Algae Cooking Club calls its product “The Mother of All Cooking Oils.” According to the company, it elevates the flavors of the ingredients it interacts with, is higher in beneficial fats than other oils, is easier on the environment and has fewer carbon emissions than other oils, and has a super-high smoke point of 535°F, ideal for cooking. On the other hand vegetable oils aka seed oils like canola oil, soybean oil, sunflower oil, avocado oil, coconut oil, and olive oil have come under scrutiny—some only recently, some long ago—for the negative impact they have on the environment and our health. Some more so than others.

Miracle products come around fairly often in the food space (Soylent was never one of them no matter what the techies said), but how does algae oil actually stack up to its claims? That fried egg I mentioned was one part of an attempt to find out.

Why Trust Us

Hone Health is a team of health-obsessed writers, editors, fact-checkers, and medical experts. For my part, I’ve spent 10 years researching and testing products in the worlds of fitness, nutrition, and the outdoors. For this review, I cooked through a bottle of algae oil and read every scrap of research on the subject of it and seed oils and whether this is all just one big misunderstanding. If you want to know if this stuff is legit, read on.

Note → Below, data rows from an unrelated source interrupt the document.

use crate::codec::JsonMap;
use crate::r4::*;
use crate::{ChoiceType, FhirJson};

/// An order or request for both supply of the medication and the instructions
/// for administration of the medication to a patient.
///
/// `medication[x]` is mandatory, so there is no `Default`. Dosage
/// instructions are not modelled and travel as unknown members.
#[derive(Debug, Clone, PartialEq, FhirJson)]
#[fhir(resource = "MedicationRequest")]
pub struct MedicationRequest {
    #[fhir(string)]
    pub id: Option<std::string::String>,
    pub meta: Option<Meta>,
    #[fhir(primitive)]
    pub implicit_rules: Option<Uri>,
    #[fhir(primitive)]
    pub language: Option<Code>,
    pub text: Option<Narrative>,
    pub contained: Option<Vec<Resource>>,
    pub extension: Option<Vec<Extension>>,
    pub modifier_extension: Option<Vec<Extension>>,
    pub identifier: Option<Vec<Identifier>>,
    #[fhir(primitive)]
    pub status: Option<Code>,
    pub status_reason: Option<CodeableConcept>,
    /// proposal | plan | order | original-order | reflex-order | filler-order | instance-order | option
    #[fhir(primitive)]
    pub intent: Option<Code>,
    pub category: Option<Vec<CodeableConcept>>,
    #[fhir(primitive)]
    pub priority: Option<Code>,
    #[fhir(primitive)]
    pub do_not_perform: Option<Boolean>,
    #[fhir(choice)]
    pub reported: Option<MedicationRequestReported>,
    #[fhir(choice)]
    pub medication: MedicationRequestMedication,
    pub subject: Option<Reference>,
    pub encounter: Option<Reference>,
    #[fhir(primitive)]
    pub authored_on: Option<DateTime>,
    pub requester: Option<Reference>,
    pub reason_code: Option<Vec<CodeableConcept>>,
    pub reason_reference: Option<Vec<Reference>>,
    pub note: Option<Vec<Annotation>>,
    pub dispense_request: Option<MedicationRequestDispenseRequest>,
    pub substitution: Option<MedicationRequestSubstitution>,
    #[fhir(unknown)]
    pub unknown_fields: JsonMap,
}

impl MedicationRequest {
    /// A request with only the mandatory medication set.
    pub fn new(medication: MedicationRequestMedication) -> Self {
        Self {
            id: None,
            meta: None,
            implicit_rules: None,
            language: None,
            text: None,
            contained: None,
            extension: None,
            modifier_extension: None,
            identifier: None,
            status: None,
            status_reason: None,
            intent: None,
            category: None,
            priority: None,
            do_not_perform: None,
            reported: None,
            medication,
            subject: None,
            encounter: None,
            authored_on: None,
            requester: None,
            reason_code: None,
            reason_reference: None,
            note: None,
            dispense_request: None,
            substitution: None,
            unknown_fields: JsonMap::new(),
        }
    }
}

/// `MedicationRequest.reported[x]`
#[derive(Debug, Clone, PartialEq, ChoiceType)]
pub enum MedicationRequestReported {
    #[fhir(primitive)]
    Boolean(Boolean),
    Reference(Box<Reference>),
}

/// `MedicationRequest.medication[x]`
#[derive(Debug, Clone, PartialEq, ChoiceType)]
pub enum MedicationRequestMedication {
    CodeableConcept(Box<CodeableConcept>),
    Reference(Box<Reference>),
}

/// Medication supply authorization.
#[derive(Debug, Clone, PartialEq, Default, FhirJson)]
pub struct MedicationRequestDispenseRequest {
    #[fhir(string)]
    pub id: Option<std::string::String>,
    pub extension: Option<Vec<Extension>>,
    pub modifier_extension: Option<Vec<Extension>>,
    pub validity_period: Option<Period>,
    #[fhir(primitive)]
    pub number_of_repeats_allowed: Option<UnsignedInt>,
    pub quantity: Option<SimpleQuantity>,
    pub expected_supply_duration: Option<Duration>,
    pub performer: Option<Reference>,
    #[fhir(unknown)]
    pub unknown_fields: JsonMap,
}

/// Any restrictions on medication substitution.
#[derive(Debug, Clone, PartialEq, FhirJson)]
pub struct MedicationRequestSubstitution {
    #[fhir(string)]
    pub id: Option<std::string::String>,
    pub extension: Option<Vec<Extension>>,
    pub modifier_extension: Option<Vec<Extension>>,
    #[fhir(choice)]
    pub allowed: MedicationRequestSubstitutionAllowed,
    pub reason: Option<CodeableConcept>,
    #[fhir(unknown)]
    pub unknown_fields: JsonMap,
}

/// `MedicationRequest.substitution.allowed[x]`
#[derive(Debug, Clone, PartialEq, ChoiceType)]
pub enum MedicationRequestSubstitutionAllowed {
    #[fhir(primitive)]
    Boolean(Boolean),
    CodeableConcept(Box<CodeableConcept>),
}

Algae Cooking Club Algae Oil

Pros
  • Flavor
  • Potentially more health-promoting
  • Excellent to cook with
  • Smaller carbon footprint
Cons
  • Expensive
  • No Omega-3s

What Is Algae Oil?

Algae refers to a vast group of organisms—kelp that can form underwater forests but also single-celled diatoms (which happen to produce a quarter of the world’s oxygen). The algae that Algae Cooking Club is primarily concerned with are microalgae, the kind we can’t see. To make oil, these tiny organisms are fermented in tanks and fed sugar sourced from Brazilian sugarcane to produce more oil until, within a few days, they increase in weight by as much as 80 percent. Then they’re squeezed using the same expeller methods used to get olive oil out of olives.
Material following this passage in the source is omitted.